//! Department name resolution.
//!
//! Department names arrive as free text and are frequently misspelled.
//! [`DepartmentResolver`] maps them onto a canonical label through a single
//! alias table and decides whether two spellings refer to the same
//! department.
//!
//! Loose equality is tolerant of known typo families: two strings are
//! equivalent when their canonical forms agree, or when both contain a token
//! from the same family (e.g. `"electronic"` and `"eletronic"`). Families are
//! an explicit, finite token list supplied through [`DepartmentConfig`].

use std::collections::{BTreeMap, HashMap};

use serde::{Deserialize, Serialize};

// ─── Configuration ───────────────────────────────────────────────────────────

/// Alias table and typo families, typically loaded from the `[departments]`
/// section of the server configuration.
#[derive(Debug, Clone, Serialize, Deserialize)]
#[serde(default)]
pub struct DepartmentConfig {
  /// Raw spelling → canonical label. Keys are matched case-insensitively
  /// after trimming and collapsing internal whitespace.
  pub aliases:  BTreeMap<String, String>,
  /// Each inner list is one family of interchangeable substrings.
  pub families: Vec<Vec<String>>,
}

const DEFAULT_ALIASES: &[(&str, &str)] = &[
  ("eletronic enigneering", "Electronics Engineering"),
  ("eletronics engineering", "Electronics Engineering"),
  ("electronic engineering", "Electronics Engineering"),
  ("electronics engg", "Electronics Engineering"),
  ("electronics", "Electronics Engineering"),
  ("ece", "Electronics and Communication Engineering"),
  ("electronics and communication", "Electronics and Communication Engineering"),
  ("cse", "Computer Science and Engineering"),
  ("computer science", "Computer Science and Engineering"),
  ("comp sci", "Computer Science and Engineering"),
  ("computer enginering", "Computer Engineering"),
  ("computer engg", "Computer Engineering"),
  ("mech", "Mechanical Engineering"),
  ("mechnical engineering", "Mechanical Engineering"),
  ("mechanical engg", "Mechanical Engineering"),
  ("civil engg", "Civil Engineering"),
  ("civl engineering", "Civil Engineering"),
  ("eee", "Electrical Engineering"),
  ("electrical engg", "Electrical Engineering"),
  ("electircal engineering", "Electrical Engineering"),
  ("it", "Information Technology"),
  ("information tech", "Information Technology"),
  ("infomation technology", "Information Technology"),
];

const DEFAULT_FAMILIES: &[&[&str]] = &[
  &["electronic", "eletronic", "electonic", "elecronic"],
  &["computer", "comptuer", "compter"],
  &["mechanic", "mechnic", "mecanic"],
  &["civil", "civl"],
  &["electrical", "electircal", "elctrical"],
  &["information tech", "infomation tech", "informaton tech"],
];

impl Default for DepartmentConfig {
  fn default() -> Self {
    Self {
      aliases:  DEFAULT_ALIASES
        .iter()
        .map(|(k, v)| ((*k).to_owned(), (*v).to_owned()))
        .collect(),
      families: DEFAULT_FAMILIES
        .iter()
        .map(|f| f.iter().map(|t| (*t).to_owned()).collect())
        .collect(),
    }
  }
}

// ─── Resolver ────────────────────────────────────────────────────────────────

#[derive(Debug, Clone)]
pub struct DepartmentResolver {
  aliases:  HashMap<String, String>,
  families: Vec<Vec<String>>,
}

impl Default for DepartmentResolver {
  fn default() -> Self { Self::new(DepartmentConfig::default()) }
}

impl DepartmentResolver {
  pub fn new(config: DepartmentConfig) -> Self {
    let aliases = config
      .aliases
      .into_iter()
      .map(|(k, v)| (lookup_key(&k), v))
      .collect();
    let families = config
      .families
      .into_iter()
      .map(|family| {
        family
          .into_iter()
          .map(|t| t.trim().to_lowercase())
          .filter(|t| !t.is_empty())
          .collect::<Vec<_>>()
      })
      .filter(|family| !family.is_empty())
      .collect();
    Self { aliases, families }
  }

  /// Canonical label for `raw`: the alias target if one exists, otherwise
  /// the input in Title Case.
  pub fn normalize(&self, raw: &str) -> String {
    let key = lookup_key(raw);
    match self.aliases.get(&key) {
      Some(canonical) => canonical.clone(),
      None => title_case(&key),
    }
  }

  /// Whether `a` and `b` name the same department. Blank input never matches.
  pub fn loosely_equal(&self, a: &str, b: &str) -> bool {
    if a.trim().is_empty() || b.trim().is_empty() {
      return false;
    }
    if self.normalize(a).eq_ignore_ascii_case(&self.normalize(b)) {
      return true;
    }
    let families_b = self.families_of(b);
    self.families_of(a).iter().any(|f| families_b.contains(f))
  }

  /// Indices of every family with a token in either the raw or the
  /// canonical spelling.
  fn families_of(&self, raw: &str) -> Vec<usize> {
    let raw = raw.to_lowercase();
    let canonical = self.normalize(&raw).to_lowercase();
    self
      .families
      .iter()
      .enumerate()
      .filter(|(_, tokens)| {
        tokens
          .iter()
          .any(|t| raw.contains(t.as_str()) || canonical.contains(t.as_str()))
      })
      .map(|(idx, _)| idx)
      .collect()
  }
}

fn lookup_key(raw: &str) -> String {
  raw
    .split_whitespace()
    .collect::<Vec<_>>()
    .join(" ")
    .to_lowercase()
}

fn title_case(s: &str) -> String {
  s.split_whitespace()
    .map(|word| {
      let mut chars = word.chars();
      match chars.next() {
        Some(first) => first.to_uppercase().chain(chars).collect(),
        None => String::new(),
      }
    })
    .collect::<Vec<String>>()
    .join(" ")
}

#[cfg(test)]
mod tests {
  use super::*;

  fn resolver() -> DepartmentResolver { DepartmentResolver::default() }

  #[test]
  fn normalize_uses_alias_table() {
    let r = resolver();
    assert_eq!(r.normalize("eletronic enigneering"), "Electronics Engineering");
    assert_eq!(
      r.normalize("  Eletronic   ENIGNEERING "),
      "Electronics Engineering"
    );
    assert_eq!(r.normalize("CSE"), "Computer Science and Engineering");
  }

  #[test]
  fn normalize_title_cases_unknown_names() {
    let r = resolver();
    assert_eq!(r.normalize("  applied   physics "), "Applied Physics");
    assert_eq!(r.normalize("MATHEMATICS"), "Mathematics");
  }

  #[test]
  fn loosely_equal_on_canonical_form() {
    let r = resolver();
    assert!(r.loosely_equal("Mechanical Engineering", "mech"));
    assert!(r.loosely_equal("applied physics", "Applied Physics"));
    assert!(!r.loosely_equal("Applied Physics", "Mathematics"));
  }

  #[test]
  fn loosely_equal_tolerates_typo_family() {
    let r = resolver();
    assert!(r.loosely_equal("Electronics Engineering", "eletronic dept"));
    assert!(r.loosely_equal("Electronics", "Electronics Engineering"));
    assert!(r.loosely_equal("elecronic engg", "ELECTRONICS"));
    assert!(!r.loosely_equal("Electronics Engineering", "Electrical Engineering"));
  }

  #[test]
  fn loosely_equal_rejects_blank() {
    let r = resolver();
    assert!(!r.loosely_equal("", ""));
    assert!(!r.loosely_equal("  ", "Civil Engineering"));
  }

  #[test]
  fn families_overlap_without_a_common_canonical_form() {
    let r = resolver();
    assert!(r.loosely_equal(
      "Computer Engineering",
      "Electronics and Computer Engineering"
    ));
    assert!(r.loosely_equal(
      "Electronics and Computer Engineering",
      "Electronics Engineering"
    ));
    assert!(!r.loosely_equal("Computer Engineering", "Electronics Engineering"));
  }

  #[test]
  fn injected_table_replaces_defaults() {
    let r = DepartmentResolver::new(DepartmentConfig {
      aliases:  [("phy".to_owned(), "Physics".to_owned())].into(),
      families: vec![vec!["physic".into(), "phyisc".into()]],
    });
    assert_eq!(r.normalize("PHY"), "Physics");
    assert_eq!(r.normalize("eletronic enigneering"), "Eletronic Enigneering");
    assert!(r.loosely_equal("phyiscs lab", "Physics"));
    assert!(!r.loosely_equal("Electronics", "eletronic"));
  }

  #[test]
  fn config_deserializes_with_defaults() {
    let cfg: DepartmentConfig =
      serde_json::from_str(r#"{"aliases":{"bio":"Biology"}}"#).unwrap();
    assert_eq!(cfg.aliases.get("bio").map(String::as_str), Some("Biology"));
    assert!(!cfg.families.is_empty());
  }
}
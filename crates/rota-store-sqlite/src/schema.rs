//! SQL schema for the Rota SQLite store.
//!
//! Executed once at connection startup. Future migrations will be gated on
//! `PRAGMA user_version`.

/// Full schema DDL; idempotent thanks to `CREATE TABLE IF NOT EXISTS`.
pub const SCHEMA: &str = "
PRAGMA journal_mode = WAL;

-- Assignments are owned by their faculty row and stored inline.
CREATE TABLE IF NOT EXISTS faculty (
    faculty_id      TEXT PRIMARY KEY,
    employee_id     TEXT NOT NULL UNIQUE,
    name            TEXT NOT NULL,
    department      TEXT NOT NULL,   -- free text, not a foreign key
    faculty_type    TEXT NOT NULL,   -- 'teaching' | 'non-teaching' | 'HOD' | 'principal' | 'cc'
    cc_assignments  TEXT NOT NULL DEFAULT '[]',  -- JSON array of Assignment
    version         INTEGER NOT NULL DEFAULT 0,  -- optimistic concurrency
    created_at      TEXT NOT NULL,   -- ISO 8601 UTC
    updated_at      TEXT NOT NULL
);

CREATE INDEX IF NOT EXISTS faculty_type_idx ON faculty(faculty_type);

PRAGMA user_version = 1;
";
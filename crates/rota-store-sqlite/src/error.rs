//! Error type for `rota-store-sqlite`.

use rota_core::directory::StoreError;
use thiserror::Error;

#[derive(Debug, Error)]
pub enum Error {
  #[error("database error: {0}")]
  Database(#[from] tokio_rusqlite::Error),

  #[error("json error: {0}")]
  Json(#[from] serde_json::Error),

  #[error("uuid parse error: {0}")]
  Uuid(#[from] uuid::Error),

  #[error("date/time parse error: {0}")]
  DateParse(String),

  #[error("unknown faculty type in store: {0:?}")]
  UnknownRole(String),

  #[error("faculty not found: {0}")]
  FacultyNotFound(uuid::Uuid),

  #[error("employee id already in use: {0}")]
  DuplicateEmployee(String),

  /// The stored version moved on since the record was read.
  #[error("faculty {0} was modified concurrently")]
  Conflict(uuid::Uuid),
}

impl StoreError for Error {
  fn is_conflict(&self) -> bool { matches!(self, Self::Conflict(_)) }
}

pub type Result<T, E = Error> = std::result::Result<T, E>;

§ What to produce: The response must contain each line above that holds the string "elecronic".

§ Written response:
  &["electronic", "eletronic", "electonic", "elecronic"],
    assert!(r.loosely_equal("elecronic engg", "ELECTRONICS"));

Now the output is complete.